After that, he just slowly got a little weaker, couldn't eat, was either constipated or going like a goose, was hardly drinking anything unless he was prompted.
Biz flew in on Jan.10 to help me because I was starting to wear dow
n. He was constantly buzzing for me- panicking that he couldn't breathe, thinking he had to go on the bedpan
, uncomfortable, on and on...and I was only getting about 3 hours of sleep every night.So, Biz came and we took turns getting up at night. I kept asking him "Do you want to pull the plug and change over to Hospice?" and he would look at me, but shake his head no, but, he was telling Biz that he just wanted to die.
WE moved the good TV and Dvr into his bedroom and the recliner so that we could sit with him. And the last few nights before he died, Biz and I took turns sleeping in with him on the chair. Not necessarily because we thought that he was close to death, but because he was uncomfortable and would get disoriented. We were working with the doctor to change his meds to get more of the anxiety under control and the discomfort with breathing under control.
And Saturday night, I gave him his pills and he had a terrible time swallowing them. SO I got pudding and finally after scaping them off his tongue seceral times, he got them down. But, he was breathing like he had a chest cold- heavy congestion-not wheezing, but you could hear him breathing. In the past- after he settles down at night and the pills kick in, his breathing relaxes and he doesn't have the real congested sound. So, I stretched out on the chair and got up to check on him several times. He seemed to be pretty out, which was good, at least he was getting some sleep. I heard his breathing starting to settle down at about 4 am. I did not get up because I did not want to wake him up since he was finally settling down. At 6:30 I got up and went over to check on him and did our normal wake-up. Ran my hand over his head and just was talking about the day. But, he was cold. It was hard to tell that he was not breathing because the machines were both running and you just don't hear subtle things over the noise. So I shut everything down. And....I was totally shocked, but he had passed early that morning. How can that happen with a defibulator??? Well, apparently (according to the M.E.) when the heart gradually slows down, like his must have, there is an override that lets you die.
I really am so happy for Larry, that he is finally done with all of this struggle and the body wearing out. I really, really miss him. And even though, his health declined so much the past year and he was so miserable most of the time, I still- miss him. His humor. His curiosity. I miss trying to find things that he will enjoy doing. We really were a team for a long time and it is hard to just stop.

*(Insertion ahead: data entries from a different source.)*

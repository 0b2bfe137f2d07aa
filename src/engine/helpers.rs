use super::Database;

use sqlx::QueryBuilder;

use crate::entities::{DateRange, TripFilter};

/// Joins shared by the trip listing and its count, so `total` only counts
/// rows that can be listed.
pub const TRIP_JOINS: &str = "
    FROM
        trip t
        JOIN vendor v ON t.vendor_id = v.id
        JOIN location l ON t.location_id = l.id
    WHERE 1 = 1";

pub fn push_trip_filters(query: &mut QueryBuilder<'_, Database>, filter: &TripFilter) {
    if let Some(vendor_id) = filter.vendor_id {
        query.push(" AND t.vendor_id = ").push_bind(vendor_id);
    }

    if let Some(start_date) = &filter.start_date {
        query.push(" AND t.pickup_date >= ").push_bind(start_date.clone());
    }

    if let Some(end_date) = &filter.end_date {
        query.push(" AND t.pickup_date <= ").push_bind(end_date.clone());
    }

    if let Some(pattern) = filter.search_pattern() {
        query
            .push(" AND (CAST(t.id AS TEXT) LIKE ")
            .push_bind(pattern.clone())
            .push(" OR v.name LIKE ")
            .push_bind(pattern)
            .push(")");
    }
}

pub fn push_date_range(query: &mut QueryBuilder<'_, Database>, range: &DateRange) {
    if let Some((start, end)) = range.bounds() {
        query
            .push(" WHERE t.pickup_date BETWEEN ")
            .push_bind(start.to_owned())
            .push(" AND ")
            .push_bind(end.to_owned());
    }
}

#[cfg(test)]
mod tests {
    use super::*;
    use sqlx::Execute;

    fn sql_of(query: &mut QueryBuilder<'_, Database>) -> String {
        query.build().sql().to_owned()
    }

    fn build(filter: &TripFilter) -> String {
        let mut query = QueryBuilder::<Database>::new("SELECT COUNT(*)");
        query.push(TRIP_JOINS);
        push_trip_filters(&mut query, filter);
        sql_of(&mut query)
    }

    #[test]
    fn no_filters_add_no_predicates() {
        let sql = build(&TripFilter::default());

        assert!(sql.trim_end().ends_with("WHERE 1 = 1"));
        assert!(!sql.contains('?'));
    }

    #[test]
    fn every_value_is_bound() {
        let filter = TripFilter::new(
            Some(2),
            Some("2024-01-01".into()),
            Some("2024-01-31".into()),
            Some("x' OR 1=1 --".into()),
        );
        let sql = build(&filter);

        assert_eq!(sql.matches('?').count(), 5);
        assert!(!sql.contains("OR 1=1"));
        assert!(!sql.contains("2024-01-01"));
    }

    #[test]
    fn partial_range_is_skipped() {
        let mut query = QueryBuilder::<Database>::new("SELECT COUNT(*) FROM trip t");
        push_date_range(&mut query, &DateRange::new(Some("2024-01-01".into()), None));

        assert_eq!(sql_of(&mut query), "SELECT COUNT(*) FROM trip t");
    }

    #[test]
    fn full_range_binds_both_ends() {
        let mut query = QueryBuilder::<Database>::new("SELECT COUNT(*) FROM trip t");
        push_date_range(
            &mut query,
            &DateRange::new(Some("2024-01-01".into()), Some("2024-01-31".into())),
        );

        assert_eq!(
            sql_of(&mut query),
            "SELECT COUNT(*) FROM trip t WHERE t.pickup_date BETWEEN ? AND ?"
        );
    }
}
mod analytics_api;
mod helpers;
mod trip_api;

use sqlx::{Pool, Sqlite};

use crate::api::API;

type Database = Sqlite;

/// Read-only query engine over the trip dataset. Every operation acquires
/// its own pooled connection and releases it before returning.
pub struct Engine {
    pool: Pool<Database>,
}

impl Engine {
    pub fn new(pool: Pool<Database>) -> Self {
        Self { pool }
    }
}

impl API for Engine {}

So, I am being gentle with myself. I am crying alot- but, I think that I am not only grieving for Larry, but for Mom. I didn't grieve for Mom a whole lot because I had to keep Larry going and if I grieved, he really went into a funk. So, I am letting myself grieve this time.
And then I have to figure out where the heck I am headed. What do I want to do now? I don't have a clue. I have not had a life of my own in 7 years. Many people, thinking they are being caring, have been pressing me-What are you going to do? Are you staying at the house? Are you getting a job???? Don't know, don't know, don't know.
I don't know aht I want to do. I was very good at caring for Larry. Do I want to do that for someone else? Get a job in the nursing home arena?
I don't know yet, but I do know that I am so grateful to have had the opportunity to care for Larry. It was an incredible experience and I would not trade a minute. I was so lucky to be able to do this- for him and most importantly for me. I learned so much about what I can and can't do.It helped me grow in ways that I never expected.
Thank you Larry. I will miss you. I love you.